Reproduce the records exactly, beginning with their first line and ending with the line that contains "an unlabeled proxy", and output nothing more.

- Opening Delimiter -

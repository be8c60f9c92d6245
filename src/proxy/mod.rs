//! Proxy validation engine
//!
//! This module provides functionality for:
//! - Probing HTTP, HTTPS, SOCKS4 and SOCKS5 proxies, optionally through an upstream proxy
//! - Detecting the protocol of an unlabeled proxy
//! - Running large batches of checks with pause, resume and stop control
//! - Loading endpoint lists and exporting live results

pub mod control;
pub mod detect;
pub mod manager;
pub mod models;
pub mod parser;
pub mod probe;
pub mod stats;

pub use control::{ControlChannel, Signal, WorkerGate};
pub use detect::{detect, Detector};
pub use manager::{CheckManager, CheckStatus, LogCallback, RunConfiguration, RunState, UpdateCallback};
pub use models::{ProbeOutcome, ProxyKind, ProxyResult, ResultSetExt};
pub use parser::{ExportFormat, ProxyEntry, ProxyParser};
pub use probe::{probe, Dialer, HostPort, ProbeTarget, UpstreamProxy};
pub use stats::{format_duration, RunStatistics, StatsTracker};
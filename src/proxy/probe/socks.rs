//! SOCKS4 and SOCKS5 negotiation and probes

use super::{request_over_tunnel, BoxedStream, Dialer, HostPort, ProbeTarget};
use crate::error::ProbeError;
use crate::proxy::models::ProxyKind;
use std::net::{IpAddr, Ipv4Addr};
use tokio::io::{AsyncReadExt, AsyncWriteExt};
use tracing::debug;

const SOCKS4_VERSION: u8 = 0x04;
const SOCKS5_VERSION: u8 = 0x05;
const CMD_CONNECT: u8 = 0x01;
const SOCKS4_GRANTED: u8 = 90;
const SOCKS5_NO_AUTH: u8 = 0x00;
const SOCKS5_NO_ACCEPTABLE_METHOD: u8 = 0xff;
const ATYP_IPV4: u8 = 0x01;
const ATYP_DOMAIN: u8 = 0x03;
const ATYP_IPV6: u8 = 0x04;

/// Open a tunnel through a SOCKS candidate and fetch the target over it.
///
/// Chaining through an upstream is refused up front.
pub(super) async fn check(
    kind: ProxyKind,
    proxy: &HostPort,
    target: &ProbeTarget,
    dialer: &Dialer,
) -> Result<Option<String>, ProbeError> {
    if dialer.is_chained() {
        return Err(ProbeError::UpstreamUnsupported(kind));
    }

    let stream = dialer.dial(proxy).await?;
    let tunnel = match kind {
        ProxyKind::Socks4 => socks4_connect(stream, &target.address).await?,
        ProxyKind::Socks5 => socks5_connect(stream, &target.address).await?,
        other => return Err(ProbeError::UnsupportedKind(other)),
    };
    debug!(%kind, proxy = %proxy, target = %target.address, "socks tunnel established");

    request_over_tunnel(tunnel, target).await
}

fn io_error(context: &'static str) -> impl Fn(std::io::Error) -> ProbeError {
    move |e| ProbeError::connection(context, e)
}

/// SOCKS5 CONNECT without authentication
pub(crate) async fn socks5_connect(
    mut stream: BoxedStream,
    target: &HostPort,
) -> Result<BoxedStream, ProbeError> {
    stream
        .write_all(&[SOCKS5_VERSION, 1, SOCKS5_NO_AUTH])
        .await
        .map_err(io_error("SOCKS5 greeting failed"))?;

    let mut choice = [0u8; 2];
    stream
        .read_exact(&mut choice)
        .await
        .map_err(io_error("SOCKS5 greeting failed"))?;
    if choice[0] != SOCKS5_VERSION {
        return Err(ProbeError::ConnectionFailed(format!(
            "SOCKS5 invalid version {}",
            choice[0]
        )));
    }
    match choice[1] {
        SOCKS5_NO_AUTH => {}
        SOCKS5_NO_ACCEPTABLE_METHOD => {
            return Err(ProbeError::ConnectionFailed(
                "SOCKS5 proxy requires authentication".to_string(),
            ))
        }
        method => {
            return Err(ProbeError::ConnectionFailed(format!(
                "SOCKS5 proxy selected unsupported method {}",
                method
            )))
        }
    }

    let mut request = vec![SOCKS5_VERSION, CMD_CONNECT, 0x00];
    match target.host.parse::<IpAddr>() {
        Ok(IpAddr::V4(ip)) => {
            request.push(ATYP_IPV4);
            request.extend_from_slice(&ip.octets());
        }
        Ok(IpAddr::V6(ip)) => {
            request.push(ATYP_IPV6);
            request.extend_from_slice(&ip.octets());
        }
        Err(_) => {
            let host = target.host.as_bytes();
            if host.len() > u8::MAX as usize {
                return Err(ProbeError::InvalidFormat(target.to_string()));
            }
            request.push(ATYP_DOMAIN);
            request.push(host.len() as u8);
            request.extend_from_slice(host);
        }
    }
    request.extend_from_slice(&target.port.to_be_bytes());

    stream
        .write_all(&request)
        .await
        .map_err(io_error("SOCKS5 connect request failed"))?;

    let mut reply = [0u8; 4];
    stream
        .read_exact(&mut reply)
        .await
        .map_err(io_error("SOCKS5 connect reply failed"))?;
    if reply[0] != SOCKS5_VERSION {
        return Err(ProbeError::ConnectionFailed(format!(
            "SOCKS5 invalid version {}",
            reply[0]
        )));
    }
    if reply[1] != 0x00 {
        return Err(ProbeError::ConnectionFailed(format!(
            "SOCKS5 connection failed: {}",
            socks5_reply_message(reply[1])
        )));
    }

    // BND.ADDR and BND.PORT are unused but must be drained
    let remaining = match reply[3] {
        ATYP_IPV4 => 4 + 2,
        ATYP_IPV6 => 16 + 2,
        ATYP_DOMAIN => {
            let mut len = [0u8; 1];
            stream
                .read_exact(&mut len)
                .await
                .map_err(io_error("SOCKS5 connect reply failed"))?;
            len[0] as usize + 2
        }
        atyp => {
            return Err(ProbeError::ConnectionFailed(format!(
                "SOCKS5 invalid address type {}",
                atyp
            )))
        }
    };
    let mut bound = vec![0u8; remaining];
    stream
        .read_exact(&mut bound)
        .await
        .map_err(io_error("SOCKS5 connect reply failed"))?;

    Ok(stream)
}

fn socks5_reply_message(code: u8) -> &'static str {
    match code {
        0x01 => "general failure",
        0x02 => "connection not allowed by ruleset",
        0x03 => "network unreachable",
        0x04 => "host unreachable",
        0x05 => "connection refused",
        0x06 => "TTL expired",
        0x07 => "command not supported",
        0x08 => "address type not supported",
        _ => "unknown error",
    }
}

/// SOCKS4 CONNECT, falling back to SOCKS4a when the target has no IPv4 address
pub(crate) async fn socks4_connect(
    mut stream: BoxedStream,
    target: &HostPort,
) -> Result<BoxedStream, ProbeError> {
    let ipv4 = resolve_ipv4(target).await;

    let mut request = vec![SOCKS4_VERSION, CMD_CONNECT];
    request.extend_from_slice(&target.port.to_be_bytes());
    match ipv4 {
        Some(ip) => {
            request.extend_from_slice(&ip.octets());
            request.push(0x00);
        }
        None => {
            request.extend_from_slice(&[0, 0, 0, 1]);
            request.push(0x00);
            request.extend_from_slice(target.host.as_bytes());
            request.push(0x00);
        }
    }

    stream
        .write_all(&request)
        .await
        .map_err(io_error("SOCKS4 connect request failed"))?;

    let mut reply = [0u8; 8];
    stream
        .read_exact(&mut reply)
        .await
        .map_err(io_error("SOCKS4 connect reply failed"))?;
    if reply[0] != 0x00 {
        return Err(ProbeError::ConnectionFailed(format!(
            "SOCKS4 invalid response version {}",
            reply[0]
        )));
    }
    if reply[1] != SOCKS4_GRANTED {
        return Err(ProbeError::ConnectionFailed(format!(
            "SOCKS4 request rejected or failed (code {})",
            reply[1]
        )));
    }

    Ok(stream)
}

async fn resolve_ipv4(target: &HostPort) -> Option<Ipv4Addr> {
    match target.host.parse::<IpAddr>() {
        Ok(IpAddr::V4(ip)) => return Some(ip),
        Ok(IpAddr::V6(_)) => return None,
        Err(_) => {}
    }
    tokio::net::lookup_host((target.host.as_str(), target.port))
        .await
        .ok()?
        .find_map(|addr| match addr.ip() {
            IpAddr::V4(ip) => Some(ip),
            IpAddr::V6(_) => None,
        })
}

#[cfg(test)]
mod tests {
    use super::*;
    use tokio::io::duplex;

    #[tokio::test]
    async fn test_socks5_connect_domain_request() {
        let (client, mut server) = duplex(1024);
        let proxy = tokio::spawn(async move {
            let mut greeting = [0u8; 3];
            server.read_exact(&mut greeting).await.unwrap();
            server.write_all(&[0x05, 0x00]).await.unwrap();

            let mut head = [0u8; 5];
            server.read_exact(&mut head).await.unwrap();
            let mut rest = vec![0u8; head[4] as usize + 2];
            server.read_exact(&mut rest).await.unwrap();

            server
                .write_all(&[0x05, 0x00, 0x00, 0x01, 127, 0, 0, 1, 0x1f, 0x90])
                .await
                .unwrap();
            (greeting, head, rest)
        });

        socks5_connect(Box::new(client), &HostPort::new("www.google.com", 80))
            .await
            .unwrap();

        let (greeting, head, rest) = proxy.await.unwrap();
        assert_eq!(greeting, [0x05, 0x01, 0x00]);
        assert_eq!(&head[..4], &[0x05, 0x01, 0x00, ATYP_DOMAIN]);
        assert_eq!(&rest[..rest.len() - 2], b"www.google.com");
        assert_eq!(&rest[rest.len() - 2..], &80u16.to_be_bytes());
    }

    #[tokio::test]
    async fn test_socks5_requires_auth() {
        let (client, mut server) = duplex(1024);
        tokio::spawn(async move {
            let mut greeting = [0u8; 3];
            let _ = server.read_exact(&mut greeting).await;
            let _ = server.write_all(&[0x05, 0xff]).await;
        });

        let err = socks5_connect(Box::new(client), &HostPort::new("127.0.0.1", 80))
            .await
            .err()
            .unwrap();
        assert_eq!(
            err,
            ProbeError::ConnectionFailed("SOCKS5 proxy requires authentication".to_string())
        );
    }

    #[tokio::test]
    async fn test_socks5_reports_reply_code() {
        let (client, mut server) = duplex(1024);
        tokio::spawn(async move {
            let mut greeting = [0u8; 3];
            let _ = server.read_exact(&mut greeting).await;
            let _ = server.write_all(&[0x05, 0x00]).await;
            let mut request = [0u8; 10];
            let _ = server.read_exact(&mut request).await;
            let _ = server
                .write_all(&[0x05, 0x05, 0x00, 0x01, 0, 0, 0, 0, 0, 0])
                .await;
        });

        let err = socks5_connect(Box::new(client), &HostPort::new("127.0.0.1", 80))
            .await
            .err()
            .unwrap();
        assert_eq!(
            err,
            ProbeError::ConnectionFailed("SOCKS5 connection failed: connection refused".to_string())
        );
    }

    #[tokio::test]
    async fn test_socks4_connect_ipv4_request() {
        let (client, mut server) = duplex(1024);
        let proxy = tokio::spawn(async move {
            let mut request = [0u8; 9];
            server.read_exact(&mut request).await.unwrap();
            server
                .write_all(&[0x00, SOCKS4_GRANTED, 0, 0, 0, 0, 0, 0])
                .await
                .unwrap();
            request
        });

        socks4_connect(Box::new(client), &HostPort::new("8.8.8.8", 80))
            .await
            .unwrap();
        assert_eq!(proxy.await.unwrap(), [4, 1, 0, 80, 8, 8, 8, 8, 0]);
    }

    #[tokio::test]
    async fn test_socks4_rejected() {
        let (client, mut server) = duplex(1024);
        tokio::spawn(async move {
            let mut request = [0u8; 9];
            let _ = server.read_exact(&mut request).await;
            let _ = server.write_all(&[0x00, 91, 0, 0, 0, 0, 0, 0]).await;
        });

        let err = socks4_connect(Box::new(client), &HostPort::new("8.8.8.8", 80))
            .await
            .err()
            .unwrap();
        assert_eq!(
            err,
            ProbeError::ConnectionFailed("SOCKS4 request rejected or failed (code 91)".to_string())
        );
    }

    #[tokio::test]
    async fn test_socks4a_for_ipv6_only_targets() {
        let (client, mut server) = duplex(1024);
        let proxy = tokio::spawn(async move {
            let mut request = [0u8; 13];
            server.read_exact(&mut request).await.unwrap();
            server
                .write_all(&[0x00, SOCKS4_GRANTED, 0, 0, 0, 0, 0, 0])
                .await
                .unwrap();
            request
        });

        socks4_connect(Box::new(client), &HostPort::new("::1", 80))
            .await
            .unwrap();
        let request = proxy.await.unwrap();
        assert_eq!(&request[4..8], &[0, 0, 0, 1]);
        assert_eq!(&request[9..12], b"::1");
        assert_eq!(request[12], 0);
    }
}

- Closing Delimiter -

• [Answer space]:
repository be8c60f9c92d6245
filename src/proxy/mod.rs
//! Proxy validation engine
//!
//! This module provides functionality for:
//! - Probing HTTP, HTTPS, SOCKS4 and SOCKS5 proxies, optionally through an upstream proxy
//! - Detecting the protocol of an unlabeled proxy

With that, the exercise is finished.